X2 on cattle panels. I use them for the blackberries, peas " Snow & Purple Hull", cantaloupes and cucumbers. I use T post and tie wraps to hold in place so that I can move them around.


----------



## trout250 (Aug 24, 2005)

i mad my tomato cages from concrete reinforcing wire, got 22 , 2ft in dia cages 6ft tall from a roll, if i make any more will probably us panels and cut them due to the fact i could fold them up for storage


----------



## Ready.Fire.Aim (Sep 22, 2009)

trout250 said:


> i mad my tomato cages from concrete reinforcing wire, got 22 , 2ft in dia cages 6ft tall from a roll, if i make any more will probably us panels and cut them due to the fact i could fold them up for storage


I use reinforcing wire cages. Same as above. Stake the cages with 6' length of 1/4 rebar and tie to cage. 
Been using same cages for 20 years. I have plenty of room to store outside.

I also use cattle panels for peas to trail on. I'm going to grow some cantaloupe this year trained onto a panel.


----------



## Dick Hanks (Aug 16, 2007)

*Quote: "tomato cages and trellis for cucombers and pumkins* "

If you are thinking about using a trellis for pumpkins, be very careful about the variety of pumpkin that you pick. With large varieties the weight of the suspended pumpkin will just tear the vine to pieces. Trying to support the pumpkin with a sling is also a pain in the butt. This holds true for any larger melons as well.

The pumpkins in the picture were grown on the ground. I did put a piece of wood under some to support them off of the ground to prevent ground rot.


----------



## Rubberback (Sep 9, 2008)

Dang Dick. Nice haul.


----------



## peckerwood (Jun 9, 2012)

Is there any uses for bambo in the garden.I have access to all I want. I dang sure don't mean to plant,but to use to stake plants or build stuff.


----------



## Dick Hanks (Aug 16, 2007)

peckerwood said:


> Is there any uses for bambo in the garden.I have access to all I want. I dang sure don't mean to plant,but to use to stake plants or build stuff.

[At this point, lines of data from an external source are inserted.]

//! Order value extraction over a local file.

use std::path::Path;

use anyhow::Context;
use console::style;

use crate::pdf::{ExtractorChain, TextExtractor};
use crate::services::extract_order_values;

const PDF_MAGIC: &[u8] = b"%PDF";

/// Print the order values found in a text file or PDF.
pub async fn cmd_values(file: &Path) -> anyhow::Result<()> {
    let bytes =
        std::fs::read(file).with_context(|| format!("Failed to read {}", file.display()))?;

    let text = if bytes.starts_with(PDF_MAGIC) {
        tokio::task::spawn_blocking(move || ExtractorChain::default().extract(&bytes)).await??
    } else {
        String::from_utf8_lossy(&bytes).into_owned()
    };

    let matches = extract_order_values(&text);
    if matches.is_empty() {
        println!("{} No order values found", style("!").yellow());
        return Ok(());
    }

    let total: f64 = matches.iter().map(|m| m.value_in_crores).sum();
    for m in &matches {
        println!(
            "  {} {:<28} = {:.4} Cr",
            style("•").green(),
            m.formatted,
            m.value_in_crores
        );
    }
    println!(
        "{} {} value(s), {:.2} Cr in total",
        style("✓").green(),
        matches.len(),
        total
    );
    Ok(())
}
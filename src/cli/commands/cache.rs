//! Result cache inspection commands.

use console::style;

use crate::cache::ResultCache;
use crate::cli::helpers::format_crores;
use crate::config::Settings;
use crate::services::Calendar;

/// List cached dates from the date index.
pub fn cmd_cache_list(settings: &Settings) -> anyhow::Result<()> {
    let cache = ResultCache::new(&settings.cache, Calendar::new(&settings.calendar));
    let entries = cache.list();

    if entries.is_empty() {
        println!(
            "{} No cached results in {}",
            style("!").yellow(),
            cache.dir().display()
        );
        return Ok(());
    }

    println!(
        "{:<12} {:>8} {:>18}  {}",
        style("DATE").cyan().bold(),
        "Awards",
        "Value",
        "Stored"
    );
    for entry in entries {
        println!(
            "{:<12} {:>8} {:>18}  {}",
            entry.date,
            entry.total_awards,
            format_crores(entry.total_value_crores),
            entry.stored_at.format("%Y-%m-%d %H:%M")
        );
    }
    Ok(())
}

/// Print the cached result JSON for a date, if any.
pub fn cmd_cache_show(settings: &Settings, date: &str) -> anyhow::Result<()> {
    let calendar = Calendar::new(&settings.calendar);
    let validated = calendar.validate(date)?;
    let cache = ResultCache::new(&settings.cache, calendar);

    match cache.get(&validated) {
        Some(result) => println!("{}", serde_json::to_string_pretty(&*result)?),
        None => println!(
            "{} No cached result for {}",
            style("!").yellow(),
            validated.readable
        ),
    }
    Ok(())
}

Gardeners use to make a teepee formation with cut and trimmed saplings or long branches. Maybe 8 to 16 stems with the bases spread out in a circle to make the teepee. They planted 1 or 2 pole bean plants at the base of each pole. I've done it with saplings and it works. I would think that it would work using bamboo as well... even though it is slightly more slippery.

Don't make the teepee too high or the beans will be growing out of your reach!sad3sm


----------



## Meadowlark (Jul 19, 2008)

peckerwood said:


> Is there any uses for bambo in the garden.I have access to all I want. I dang sure don't mean to plant,but to use to stake plants or build stuff.


They make a great trellis for those long beans...stacked in a teepee like Dick mentioned. Got my asparagus long beans planted today, matter of fact.


----------



## peckerwood (Jun 9, 2012)

Think I may plant my long beans today.I'll be using cattle panels. Dick made a good point about the bambo being slick.I gotta make a quick trip to Colorado Thur. to Sunday,so I'll be here when the beans come up,and can start battling rabbits.I found rabbit hair yesterday while mowing and am hoping the coyotes are helping out.Maybe squash will go in today.I'm worried about my tomato and pepper plants getting watered while I'm gone.Oh well.Another question.I grew my plants in cups like they come in when you buy them.Could I set them in a tub with maybe 1/4'' to 1/2'' water to soak up from the bottom like flower pots do,or would they get too much water?


----------